Work to complete – Looking through the listing below, state how many lines have the word "health" in them. Only the number should be given.
================
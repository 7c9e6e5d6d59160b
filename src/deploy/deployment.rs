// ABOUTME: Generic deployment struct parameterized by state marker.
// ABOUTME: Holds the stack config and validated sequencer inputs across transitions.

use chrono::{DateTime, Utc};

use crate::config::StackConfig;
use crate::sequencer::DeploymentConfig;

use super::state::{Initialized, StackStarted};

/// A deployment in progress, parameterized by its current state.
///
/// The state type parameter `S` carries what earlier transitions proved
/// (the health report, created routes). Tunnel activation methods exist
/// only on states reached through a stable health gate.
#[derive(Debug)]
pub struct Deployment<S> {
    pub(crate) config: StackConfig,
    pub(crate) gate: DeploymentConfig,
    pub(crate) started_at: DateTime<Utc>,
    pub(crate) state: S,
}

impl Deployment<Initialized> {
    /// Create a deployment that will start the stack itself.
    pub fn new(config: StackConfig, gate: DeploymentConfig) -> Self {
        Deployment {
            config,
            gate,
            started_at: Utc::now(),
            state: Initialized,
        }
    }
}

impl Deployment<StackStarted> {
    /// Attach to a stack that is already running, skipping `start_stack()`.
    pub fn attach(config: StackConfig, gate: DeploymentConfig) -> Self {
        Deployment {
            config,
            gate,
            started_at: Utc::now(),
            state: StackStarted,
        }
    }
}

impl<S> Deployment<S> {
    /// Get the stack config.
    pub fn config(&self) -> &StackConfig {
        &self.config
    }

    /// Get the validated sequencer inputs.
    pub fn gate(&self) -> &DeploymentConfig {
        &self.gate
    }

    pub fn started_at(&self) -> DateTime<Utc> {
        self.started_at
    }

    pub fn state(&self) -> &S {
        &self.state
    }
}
================
Exercise result – 2